On y trouve de l’absinthe, puisqu’il en faut pour pouvoir prétendre à l’appellation vermouth, et une dizaine d’autres composants naturels

Jean-Charles Estoppey, créateur du 1890 Lavaux, et Cindy Freudenthaler, qui lui a succédé à la présidence de Terres de Lavaux, à Cully

A retro look and a new taste for a Lavaux aperitif

Despite retiring from the presidency of Terres de Lavaux, JeanCharles Estoppey is still a very busy man. “The idea came during a discussion I had with Helen Calle-Lin, the designer of the New-York wine bar that I created for Terres de Lavaux together with Domaine Chaudet.

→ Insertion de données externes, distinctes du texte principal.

//! In-memory playlist registry.
//!
//! The single source of truth for playlist state during runtime. Identity is
//! the playlist id and nothing else; entries are created lazily on first
//! reference and live for the process lifetime. There is no persistence:
//! the registry is rebuilt from configuration, the filesystem, and the
//! metadata API on each boot.

use std::path::{Path, PathBuf};
use std::sync::Arc;
use std::sync::atomic::{AtomicU64, Ordering};

use chrono::{DateTime, Utc};
use dashmap::DashMap;
use parking_lot::RwLock;
use tracing::debug;

use super::{Playlist, PlaylistStatus};

/// A registry entry; mutated in place by whichever task holds the lock.
pub type SharedPlaylist = Arc<RwLock<Playlist>>;

/// Snapshot projection of one playlist for list views. No live references.
#[derive(Debug, Clone)]
pub struct PlaylistSummary {
    pub id: String,
    pub url: String,
    pub name: String,
    pub owner: String,
    pub images: Vec<String>,
    pub tracks_total: usize,
    pub downloaded_count: usize,
    pub status: PlaylistStatus,
    pub error_message: Option<String>,
    pub last_sync_at: Option<DateTime<Utc>>,
    pub last_metadata_refresh_at: Option<DateTime<Utc>>,
    pub is_manual: bool,
}

/// Identity-keyed in-memory playlist store.
pub struct PlaylistRegistry {
    entries: DashMap<String, SharedPlaylist>,
    download_root: PathBuf,
    next_seq: AtomicU64,
}

impl PlaylistRegistry {
    pub fn new(download_root: impl Into<PathBuf>) -> Self {
        Self {
            entries: DashMap::new(),
            download_root: download_root.into(),
            next_seq: AtomicU64::new(0),
        }
    }

    /// Root directory under which every playlist owns one subdirectory.
    pub fn download_root(&self) -> &Path {
        &self.download_root
    }

    /// Get an existing entry or create a fresh one.
    ///
    /// Idempotent: when the id is already present the existing entry is
    /// returned unchanged; `url` and `is_manual` do NOT overwrite what the
    /// first creation recorded.
    pub fn get_or_create(&self, id: &str, url: &str, is_manual: bool) -> SharedPlaylist {
        self.entries
            .entry(id.to_string())
            .or_insert_with(|| {
                debug!(playlist = %id, manual = is_manual, "Registering playlist");
                let mut playlist = Playlist::new(id, url, is_manual, &self.download_root);
                playlist.seq = self.next_seq.fetch_add(1, Ordering::Relaxed);
                Arc::new(RwLock::new(playlist))
            })
            .clone()
    }

    /// Look up the live entry for an id.
    pub fn get(&self, id: &str) -> Option<SharedPlaylist> {
        self.entries.get(id).map(|entry| entry.clone())
    }

    /// All entries in first-creation order.
    pub fn all(&self) -> Vec<SharedPlaylist> {
        let mut entries: Vec<SharedPlaylist> =
            self.entries.iter().map(|entry| entry.clone()).collect();
        entries.sort_by_key(|entry| entry.read().seq);
        entries
    }

    /// Snapshot summaries in first-creation order.
    pub fn summaries(&self) -> Vec<PlaylistSummary> {
        self.all()
            .into_iter()
            .map(|entry| {
                let playlist = entry.read();
                PlaylistSummary {
                    id: playlist.id.clone(),
                    url: playlist.url.clone(),
                    name: playlist.name.clone(),
                    owner: playlist.owner.clone(),
                    images: playlist.images.clone(),
                    tracks_total: playlist.tracks_total,
                    downloaded_count: playlist.downloaded_count,
                    status: playlist.status,
                    error_message: playlist.error_message.clone(),
                    last_sync_at: playlist.last_sync_at,
                    last_metadata_refresh_at: playlist.last_metadata_refresh_at,
                    is_manual: playlist.is_manual,
                }
            })
            .collect()
    }

    pub fn len(&self) -> usize {
        self.entries.len()
    }

    pub fn is_empty(&self) -> bool {
        self.entries.is_empty()
    }
}
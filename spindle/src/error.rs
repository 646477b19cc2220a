//! Application-wide error types.

use std::path::Path;

use thiserror::Error;

/// Application-wide result type.
pub type Result<T> = std::result::Result<T, Error>;

/// Application-wide error type.
#[derive(Error, Debug)]
pub enum Error {
    #[error("Entity not found: {entity_type} with id {id}")]
    NotFound { entity_type: String, id: String },

    #[error("Sync already in progress for playlist {id}")]
    AlreadyInProgress { id: String },

    #[error("Metadata API error: {0}")]
    Api(String),

    #[error("Failed to spawn {program}: {source}")]
    Spawn {
        program: String,
        #[source]
        source: std::io::Error,
    },

    #[error("exited with code {code}")]
    ProcessExit { code: i32 },

    #[error("IO error while {op} {path}: {source}")]
    Io {
        op: &'static str,
        path: String,
        #[source]
        source: std::io::Error,
    },

    #[error("Configuration error: {0}")]
    Configuration(String),

    #[error("Serialization error: {0}")]
    Serialization(#[from] serde_json::Error),

    #[error("{0}")]
    Other(String),
}

impl Error {
    pub fn not_found(entity_type: impl Into<String>, id: impl Into<String>) -> Self {
        Self::NotFound {
            entity_type: entity_type.into(),
            id: id.into(),
        }
    }

    pub fn api(msg: impl Into<String>) -> Self {
        Self::Api(msg.into())
    }

    pub fn config(msg: impl Into<String>) -> Self {
        Self::Configuration(msg.into())
    }

    pub fn io_path(op: &'static str, path: &Path, source: std::io::Error) -> Self {
        Self::Io {
            op,
            path: path.display().to_string(),
            source,
        }
    }
}
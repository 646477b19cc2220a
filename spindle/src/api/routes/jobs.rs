//! Ad hoc download job routes.

use axum::{
    Json, Router,
    extract::{Path, State},
    http::StatusCode,
    routing::{get, post},
};

use crate::api::error::{ApiError, ApiResult};
use crate::api::models::{CreateJobRequest, JobResponse, LogLineResponse};
use crate::api::routes::archive::{build_archive_zip, zip_response};
use crate::api::server::AppState;

/// Create the jobs router.
pub fn router() -> Router<AppState> {
    Router::new()
        .route("/", get(list_jobs).post(create_job))
        .route("/{id}", get(get_job))
        .route("/{id}/logs", get(get_job_logs))
        .route("/{id}/archive", get(download_job_archive))
}

/// List all jobs, newest first.
async fn list_jobs(State(state): State<AppState>) -> ApiResult<Json<Vec<JobResponse>>> {
    let runner = state
        .jobs
        .as_ref()
        .ok_or_else(|| ApiError::service_unavailable("Job service not available"))?;

    let jobs = runner
        .registry()
        .all()
        .into_iter()
        .map(|job| JobResponse::from(&*job.read()))
        .collect();
    Ok(Json(jobs))
}

/// Start a single-URL download job.
async fn create_job(
    State(state): State<AppState>,
    Json(request): Json<CreateJobRequest>,
) -> ApiResult<(StatusCode, Json<JobResponse>)> {
    if request.url.trim().is_empty() {
        return Err(ApiError::validation("URL cannot be empty"));
    }

    let runner = state
        .jobs
        .as_ref()
        .ok_or_else(|| ApiError::service_unavailable("Job service not available"))?;

    let (id, _done) = runner.start_job(&request.url).await.map_err(ApiError::from)?;

    let job = runner
        .registry()
        .get(&id)
        .ok_or_else(|| ApiError::internal("Job vanished after creation"))?;
    let response = JobResponse::from(&*job.read());
    Ok((StatusCode::ACCEPTED, Json(response)))
}

/// Get one job.
async fn get_job(
    State(state): State<AppState>,
    Path(id): Path<String>,
) -> ApiResult<Json<JobResponse>> {
    let runner = state
        .jobs
        .as_ref()
        .ok_or_else(|| ApiError::service_unavailable("Job service not available"))?;

    let job = runner
        .registry()
        .get(&id)
        .ok_or_else(|| ApiError::not_found(format!("Job with id '{id}' not found")))?;
    Ok(Json(JobResponse::from(&*job.read())))
}

/// Get the captured downloader log tail for a job.
async fn get_job_logs(
    State(state): State<AppState>,
    Path(id): Path<String>,
) -> ApiResult<Json<Vec<LogLineResponse>>> {
    let runner = state
        .jobs
        .as_ref()
        .ok_or_else(|| ApiError::service_unavailable("Job service not available"))?;

    let job = runner
        .registry()
        .get(&id)
        .ok_or_else(|| ApiError::not_found(format!("Job with id '{id}' not found")))?;
    let lines = job.read().logs.iter().map(LogLineResponse::from).collect();
    Ok(Json(lines))
}

/// Download the job's content as a flat ZIP archive.
async fn download_job_archive(
    State(state): State<AppState>,
    Path(id): Path<String>,
) -> ApiResult<axum::response::Response> {
    let runner = state
        .jobs
        .as_ref()
        .ok_or_else(|| ApiError::service_unavailable("Job service not available"))?;

    let job = runner
        .registry()
        .get(&id)
        .ok_or_else(|| ApiError::not_found(format!("Job with id '{id}' not found")))?;
    let dir = job.read().dir.clone();

    if !dir.exists() {
        return Err(ApiError::not_found("No downloaded content to archive"));
    }

    let bytes = build_archive_zip(&dir)?;
    Ok(zip_response(&format!("{id}.zip"), bytes))
}
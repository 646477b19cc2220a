//! Downloader process supervision.
//!
//! One sync = one external downloader process targeting one playlist's URL
//! and download directory. The supervisor enforces single-flight per
//! playlist, captures both output streams into the playlist's bounded log
//! buffer, and reconciles download status once the process exits.

use std::path::Path;
use std::process::Stdio;
use std::sync::Arc;

use chrono::Utc;
use tokio::sync::oneshot;
use tracing::{error, info, warn};

use crate::playlist::registry::{PlaylistRegistry, SharedPlaylist};
use crate::playlist::{LogStream, PlaylistStatus, ProcessHandle, status};
use crate::utils::fs;
use crate::{Error, Result};

/// How the external downloader is invoked.
#[derive(Debug, Clone)]
pub struct DownloaderConfig {
    /// Executable name or path.
    pub bin: String,
    /// Arguments appended to every invocation.
    pub extra_args: Vec<String>,
}

impl DownloaderConfig {
    pub fn new(bin: impl Into<String>, extra_args: Vec<String>) -> Self {
        Self {
            bin: bin.into(),
            extra_args,
        }
    }

    /// Build the download invocation: `<bin> download <url> --output <dir>`.
    pub fn command(&self, url: &str, dest: &Path) -> tokio::process::Command {
        let mut cmd = process_utils::tokio_command(&self.bin);
        cmd.arg("download")
            .arg(url)
            .arg("--output")
            .arg(dest)
            .args(&self.extra_args)
            .stdin(Stdio::null())
            .stdout(Stdio::piped())
            .stderr(Stdio::piped());
        cmd
    }
}

/// Single-flight sync supervisor over the playlist registry.
pub struct SyncSupervisor {
    registry: Arc<PlaylistRegistry>,
    downloader: DownloaderConfig,
}

impl SyncSupervisor {
    pub fn new(registry: Arc<PlaylistRegistry>, downloader: DownloaderConfig) -> Self {
        Self {
            registry,
            downloader,
        }
    }

    /// Whether a downloader process is attached to the playlist.
    pub fn is_running(&self, id: &str) -> bool {
        self.registry
            .get(id)
            .is_some_and(|entry| entry.read().is_syncing())
    }

    /// Start a sync for the playlist.
    ///
    /// Fails with [`Error::NotFound`] for an unknown id and
    /// [`Error::AlreadyInProgress`] when a process is already attached; in
    /// the latter case existing state is left unmodified. Returns a
    /// completion receiver that resolves once the process has exited and
    /// post-exit reconciliation has run (callers are free to drop it).
    pub async fn start_sync(&self, id: &str) -> Result<oneshot::Receiver<()>> {
        let entry = self
            .registry
            .get(id)
            .ok_or_else(|| Error::not_found("Playlist", id))?;

        // Claim the slot before any await so concurrent callers see the
        // in-flight marker immediately.
        let (url, dir) = {
            let mut playlist = entry.write();
            if playlist.is_syncing() {
                return Err(Error::AlreadyInProgress {
                    id: playlist.id.clone(),
                });
            }
            playlist.process = Some(ProcessHandle {
                pid: None,
                started_at: Utc::now(),
            });
            playlist.status = PlaylistStatus::Syncing;
            playlist.error_message = None;
            (playlist.url.clone(), playlist.download_dir.clone())
        };

        if let Err(e) = fs::ensure_dir_all(&dir).await {
            self.fail_start(&entry, &e);
            return Err(e);
        }

        info!(playlist = %id, bin = %self.downloader.bin, "Starting sync");
        let mut child = match self.downloader.command(&url, &dir).spawn() {
            Ok(child) => child,
            Err(source) => {
                let err = Error::Spawn {
                    program: self.downloader.bin.clone(),
                    source,
                };
                self.fail_start(&entry, &err);
                return Err(err);
            }
        };

        if let Some(handle) = entry.write().process.as_mut() {
            handle.pid = child.id();
        }

        let stdout = child.stdout.take();
        let stderr = child.stderr.take();
        let (done_tx, done_rx) = oneshot::channel();
        let waiter_entry = entry.clone();

        tokio::spawn(async move {
            let out_entry = waiter_entry.clone();
            let err_entry = waiter_entry.clone();

            let drain_stdout = async {
                if let Some(stdout) = stdout {
                    process_utils::forward_lines(stdout, |line| {
                        out_entry.write().push_log(LogStream::Stdout, line);
                    })
                    .await
                } else {
                    Ok(())
                }
            };
            let drain_stderr = async {
                if let Some(stderr) = stderr {
                    process_utils::forward_lines(stderr, |line| {
                        err_entry.write().push_log(LogStream::Stderr, line);
                    })
                    .await
                } else {
                    Ok(())
                }
            };

            let (out_result, err_result, wait_result) =
                tokio::join!(drain_stdout, drain_stderr, child.wait());
            if let Err(e) = out_result {
                warn!(error = %e, "Error draining downloader stdout");
            }
            if let Err(e) = err_result {
                warn!(error = %e, "Error draining downloader stderr");
            }

            let code = match wait_result {
                Ok(exit_status) => exit_status.code(),
                Err(e) => {
                    error!(error = %e, "Error waiting for downloader process");
                    Some(-1)
                }
            };

            finish_sync(&waiter_entry, code).await;
            let _ = done_tx.send(());
        });

        Ok(done_rx)
    }

    /// Roll back a claimed sync slot after a failure to launch.
    fn fail_start(&self, entry: &SharedPlaylist, err: &Error) {
        let mut playlist = entry.write();
        playlist.process = None;
        playlist.status = PlaylistStatus::Error;
        playlist.error_message = Some(err.to_string());
        warn!(playlist = %playlist.id, error = %err, "Sync failed to start");
    }
}

/// Apply the exit outcome and reconcile what actually landed on disk.
async fn finish_sync(entry: &SharedPlaylist, code: Option<i32>) {
    let id = {
        let mut playlist = entry.write();
        playlist.process = None;
        match code {
            Some(0) => {
                playlist.status = PlaylistStatus::Idle;
                playlist.last_sync_at = Some(Utc::now());
            }
            Some(code) => {
                playlist.status = PlaylistStatus::Error;
                playlist.error_message = Some(Error::ProcessExit { code }.to_string());
            }
            None => {
                playlist.status = PlaylistStatus::Error;
                playlist.error_message = Some("terminated by signal".to_string());
            }
        }
        playlist.id.clone()
    };

    match code {
        Some(0) => info!(playlist = %id, "Sync finished"),
        _ => warn!(playlist = %id, code = ?code, "Sync failed"),
    }

    // The response for this sync has long been sent; reconciliation problems
    // are only logged.
    if let Err(e) = status::reconcile(entry).await {
        warn!(playlist = %id, error = %e, "Post-sync reconciliation failed");
    }
}
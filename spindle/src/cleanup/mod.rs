//! Content cleanup scheduler.
//!
//! Downloaded content is disposable: anything older than the configured
//! time-to-live is evicted to reclaim disk space. Playlists are reset in
//! place (directory recreated empty, statuses back to pending) because the
//! entries themselves live forever; jobs are removed entirely, entry and
//! directory both. Both cases run through the same expiry sweep, differing
//! only in the timestamp consulted and the expiry callback.

use std::path::PathBuf;
use std::sync::Arc;
use std::time::Duration;

use chrono::{DateTime, TimeDelta, Utc};
use tokio_util::sync::CancellationToken;
use tracing::{debug, info, warn};

use crate::jobs::JobRegistry;
use crate::playlist::TrackStatus;
use crate::playlist::registry::PlaylistRegistry;
use crate::utils::fs;

/// One candidate for expiry: its content directory and the timestamp that
/// starts the TTL clock. `key` is handed back to the expiry callback.
struct ExpiryCandidate<K> {
    key: K,
    dir: PathBuf,
    stamp: Option<DateTime<Utc>>,
}

/// Delete expired candidates' content and invoke the per-entry callback.
///
/// `recreate` distinguishes reset-in-place (playlists keep an empty
/// directory) from full removal (jobs). Failures are logged and isolated:
/// one entry's IO error never aborts the sweep, and its callback is skipped
/// so state keeps describing what is actually on disk.
async fn sweep_expired<K>(
    kind: &'static str,
    candidates: Vec<ExpiryCandidate<K>>,
    ttl: TimeDelta,
    now: DateTime<Utc>,
    recreate: bool,
    mut on_expired: impl FnMut(K),
) -> usize {
    let mut swept = 0;

    for candidate in candidates {
        let Some(stamp) = candidate.stamp else {
            continue;
        };
        if now - stamp < ttl {
            continue;
        }

        let result = if recreate {
            fs::clear_directory(&candidate.dir).await
        } else {
            fs::remove_directory(&candidate.dir).await
        };

        match result {
            Ok(()) => {
                on_expired(candidate.key);
                swept += 1;
            }
            Err(e) => {
                warn!(kind, dir = %candidate.dir.display(), error = %e, "Cleanup failed for entry");
            }
        }
    }

    swept
}

/// Periodic TTL eviction over playlists and jobs.
pub struct CleanupScheduler {
    playlists: Arc<PlaylistRegistry>,
    jobs: Arc<JobRegistry>,
    ttl: TimeDelta,
}

impl CleanupScheduler {
    pub fn new(playlists: Arc<PlaylistRegistry>, jobs: Arc<JobRegistry>, ttl: TimeDelta) -> Self {
        Self {
            playlists,
            jobs,
            ttl,
        }
    }

    /// Run one sweep. Returns (playlists cleared, jobs removed).
    pub async fn run_sweep(&self) -> (usize, usize) {
        let now = Utc::now();

        let playlist_candidates = self
            .playlists
            .all()
            .into_iter()
            .map(|entry| {
                let playlist = entry.read();
                ExpiryCandidate {
                    dir: playlist.download_dir.clone(),
                    stamp: playlist.last_content_at,
                    key: entry.clone(),
                }
            })
            .collect();

        let playlists_cleared =
            sweep_expired("playlist", playlist_candidates, self.ttl, now, true, |entry| {
                let mut playlist = entry.write();
                for track in playlist.tracks.iter_mut() {
                    track.local_status = TrackStatus::Pending;
                }
                playlist.downloaded_count = 0;
                playlist.last_content_at = None;
                debug!(playlist = %playlist.id, "Expired content cleared");
            })
            .await;

        let job_candidates = self
            .jobs
            .all()
            .into_iter()
            .filter(|job| job.read().is_terminal())
            .map(|job| {
                let snapshot = job.read();
                ExpiryCandidate {
                    dir: snapshot.dir.clone(),
                    stamp: snapshot.completed_at,
                    key: snapshot.id.clone(),
                }
            })
            .collect();

        let jobs = self.jobs.clone();
        let jobs_removed = sweep_expired("job", job_candidates, self.ttl, now, false, |id| {
            jobs.remove(&id);
            debug!(job = %id, "Expired job removed");
        })
        .await;

        if playlists_cleared > 0 || jobs_removed > 0 {
            info!(
                playlists = playlists_cleared,
                jobs = jobs_removed,
                "Cleanup sweep evicted expired content"
            );
        }

        (playlists_cleared, jobs_removed)
    }

    /// Start the periodic cleanup task.
    pub fn start_background_task(self: Arc<Self>, interval: Duration, cancel: CancellationToken) {
        tokio::spawn(async move {
            let mut tick = tokio::time::interval(interval);
            info!(
                ttl_hours = self.ttl.num_hours(),
                interval_secs = interval.as_secs(),
                "Cleanup scheduler started"
            );

            loop {
                tokio::select! {
                    _ = cancel.cancelled() => {
                        info!("Cleanup scheduler shutting down");
                        break;
                    }
                    _ = tick.tick() => {
                        self.run_sweep().await;
                    }
                }
            }
        });
    }
}
//! Health check routes.

use axum::{Json, Router, extract::State, http::StatusCode, response::IntoResponse, routing::get};

use crate::api::models::HealthResponse;
use crate::api::server::AppState;

/// Create the health router.
pub fn router() -> Router<AppState> {
    Router::new()
        .route("/", get(health_check))
        .route("/ready", get(readiness_check))
        .route("/live", get(liveness_check))
}

/// Health check endpoint.
async fn health_check(State(state): State<AppState>) -> Json<HealthResponse> {
    Json(HealthResponse {
        status: "healthy".to_string(),
        version: env!("CARGO_PKG_VERSION").to_string(),
        uptime_secs: state.start_time.elapsed().as_secs(),
        playlists: state.registry.len(),
    })
}

/// Readiness check - is the service ready to accept traffic?
///
/// The dashboard has no external hard dependencies at request time (the
/// metadata API and downloader are consulted lazily), so ready == alive.
async fn readiness_check() -> impl IntoResponse {
    (StatusCode::OK, "ready")
}

/// Liveness check - is the service alive?
async fn liveness_check(State(state): State<AppState>) -> impl IntoResponse {
    (
        StatusCode::OK,
        Json(serde_json::json!({
            "status": "alive",
            "uptime_secs": state.start_time.elapsed().as_secs()
        })),
    )
}

#[cfg(test)]
mod tests {
    use super::*;

    #[test]
    fn test_health_response_serialization() {
        let response = HealthResponse {
            status: "healthy".to_string(),
            version: "0.3.1".to_string(),
            uptime_secs: 3600,
            playlists: 4,
        };

        let json = serde_json::to_string(&response).unwrap();
        assert!(json.contains("healthy"));
        assert!(json.contains("3600"));
    }
}
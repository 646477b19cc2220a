//! Runtime configuration.
//!
//! All settings come from environment variables (a `.env` file is honored via
//! `dotenvy` in `main`). Intervals use `0` to mean "disabled".

use std::path::PathBuf;
use std::time::Duration;

/// Default metadata refresh interval in minutes.
const DEFAULT_REFRESH_MINUTES: u64 = 30;

/// Default download-scan interval in seconds.
const DEFAULT_SCAN_SECONDS: u64 = 60;

/// Default content time-to-live in hours.
const DEFAULT_CONTENT_TTL_HOURS: u64 = 24;

/// Default cleanup sweep interval in seconds.
const DEFAULT_CLEANUP_INTERVAL_SECONDS: u64 = 3600;

/// Runtime settings for the dashboard.
#[derive(Debug, Clone)]
pub struct Settings {
    /// Playlists tracked from boot (each URL is resolved to an identifier).
    pub playlist_urls: Vec<String>,
    /// Metadata refresh interval in minutes. 0 disables the periodic refresh.
    pub metadata_refresh_minutes: u64,
    /// Download-status scan interval in seconds. 0 disables the periodic scan.
    pub download_scan_seconds: u64,
    /// Root directory holding one subdirectory per playlist (and `jobs/`).
    pub download_root: PathBuf,
    /// Downloader executable name or path.
    pub downloader_bin: String,
    /// Extra arguments appended to every downloader invocation.
    pub downloader_extra_args: Vec<String>,
    /// Content time-to-live in hours. 0 disables the cleanup sweep.
    pub content_ttl_hours: u64,
    /// Interval between cleanup sweeps in seconds.
    pub cleanup_interval_seconds: u64,
    /// API server bind address.
    pub bind_address: String,
    /// API server port.
    pub port: u16,
    /// Spotify application client id (client-credentials flow).
    pub spotify_client_id: Option<String>,
    /// Spotify application client secret.
    pub spotify_client_secret: Option<String>,
}

impl Default for Settings {
    fn default() -> Self {
        Self {
            playlist_urls: Vec::new(),
            metadata_refresh_minutes: DEFAULT_REFRESH_MINUTES,
            download_scan_seconds: DEFAULT_SCAN_SECONDS,
            download_root: PathBuf::from("downloads"),
            downloader_bin: "spotdl".to_string(),
            downloader_extra_args: Vec::new(),
            content_ttl_hours: DEFAULT_CONTENT_TTL_HOURS,
            cleanup_interval_seconds: DEFAULT_CLEANUP_INTERVAL_SECONDS,
            bind_address: "0.0.0.0".to_string(),
            port: 8080,
            spotify_client_id: None,
            spotify_client_secret: None,
        }
    }
}

impl Settings {
    /// Load settings from environment variables, falling back to defaults.
    ///
    /// Supported env vars:
    /// - `PLAYLIST_URLS` (comma-separated playlist URLs)
    /// - `METADATA_REFRESH_MINUTES` (0 disables)
    /// - `DOWNLOAD_SCAN_SECONDS` (0 disables)
    /// - `DOWNLOAD_ROOT` (default "downloads")
    /// - `DOWNLOADER_BIN` (default "spotdl")
    /// - `DOWNLOADER_EXTRA_ARGS` (whitespace-separated)
    /// - `CONTENT_TTL_HOURS` (0 disables cleanup)
    /// - `CLEANUP_INTERVAL_SECONDS`
    /// - `API_BIND_ADDRESS`, `API_PORT`
    /// - `SPOTIFY_CLIENT_ID`, `SPOTIFY_CLIENT_SECRET`
    pub fn from_env_or_default() -> Self {
        let mut settings = Self::default();

        if let Ok(urls) = std::env::var("PLAYLIST_URLS") {
            settings.playlist_urls = parse_url_list(&urls);
        }
        if let Some(minutes) = env_u64("METADATA_REFRESH_MINUTES") {
            settings.metadata_refresh_minutes = minutes;
        }
        if let Some(seconds) = env_u64("DOWNLOAD_SCAN_SECONDS") {
            settings.download_scan_seconds = seconds;
        }
        if let Ok(root) = std::env::var("DOWNLOAD_ROOT")
            && !root.trim().is_empty()
        {
            settings.download_root = PathBuf::from(root);
        }
        if let Ok(bin) = std::env::var("DOWNLOADER_BIN")
            && !bin.trim().is_empty()
        {
            settings.downloader_bin = bin;
        }
        if let Ok(args) = std::env::var("DOWNLOADER_EXTRA_ARGS") {
            settings.downloader_extra_args = parse_arg_list(&args);
        }
        if let Some(hours) = env_u64("CONTENT_TTL_HOURS") {
            settings.content_ttl_hours = hours;
        }
        if let Some(seconds) = env_u64("CLEANUP_INTERVAL_SECONDS") {
            settings.cleanup_interval_seconds = seconds;
        }
        if let Ok(bind_address) = std::env::var("API_BIND_ADDRESS")
            && !bind_address.trim().is_empty()
        {
            settings.bind_address = bind_address;
        }
        if let Ok(port) = std::env::var("API_PORT")
            && let Ok(parsed) = port.parse::<u16>()
        {
            settings.port = parsed;
        }
        settings.spotify_client_id = env_non_empty("SPOTIFY_CLIENT_ID");
        settings.spotify_client_secret = env_non_empty("SPOTIFY_CLIENT_SECRET");

        settings
    }

    /// Metadata refresh interval, or `None` when disabled.
    pub fn metadata_refresh_interval(&self) -> Option<Duration> {
        (self.metadata_refresh_minutes > 0)
            .then(|| Duration::from_secs(self.metadata_refresh_minutes * 60))
    }

    /// Download scan interval, or `None` when disabled.
    pub fn download_scan_interval(&self) -> Option<Duration> {
        (self.download_scan_seconds > 0).then(|| Duration::from_secs(self.download_scan_seconds))
    }

    /// Content TTL, or `None` when cleanup is disabled.
    pub fn content_ttl(&self) -> Option<chrono::TimeDelta> {
        (self.content_ttl_hours > 0)
            .then(|| chrono::TimeDelta::hours(self.content_ttl_hours as i64))
    }

    /// Interval between cleanup sweeps.
    pub fn cleanup_interval(&self) -> Duration {
        Duration::from_secs(self.cleanup_interval_seconds.max(1))
    }
}

fn env_u64(key: &str) -> Option<u64> {
    std::env::var(key).ok().and_then(|v| v.trim().parse().ok())
}

fn env_non_empty(key: &str) -> Option<String> {
    std::env::var(key)
        .ok()
        .map(|v| v.trim().to_string())
        .filter(|v| !v.is_empty())
}

/// Split a comma-separated URL list, dropping empty entries.
fn parse_url_list(raw: &str) -> Vec<String> {
    raw.split(',')
        .map(|s| s.trim())
        .filter(|s| !s.is_empty())
        .map(|s| s.to_string())
        .collect()
}

/// Split a whitespace-separated argument list.
fn parse_arg_list(raw: &str) -> Vec<String> {
    raw.split_whitespace().map(|s| s.to_string()).collect()
}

She brought up the fact that in Lavaux no one produced vermouth, neither white nor red, even though it was a product composed 90% of wine. We worked on a project with a micro-distiller from Chandolin in Valais.” The collaboration gave rise to two aperitifs, a white one based on Chasselas and a red one. The recipe for 1890 Lavaux must remain secret. “Let’s just say there’s a finely detailed recipe for both products. They contain some absinthe, which is imperative if you want to call it vermouth, and a dozen or so other natural components. The ingredients are infused, for very precise periods, in a particular alcohol which is also an essential component of the secret recipe. Once it has been filtered and mixed with the wine, our vermouth is bottled by hand.”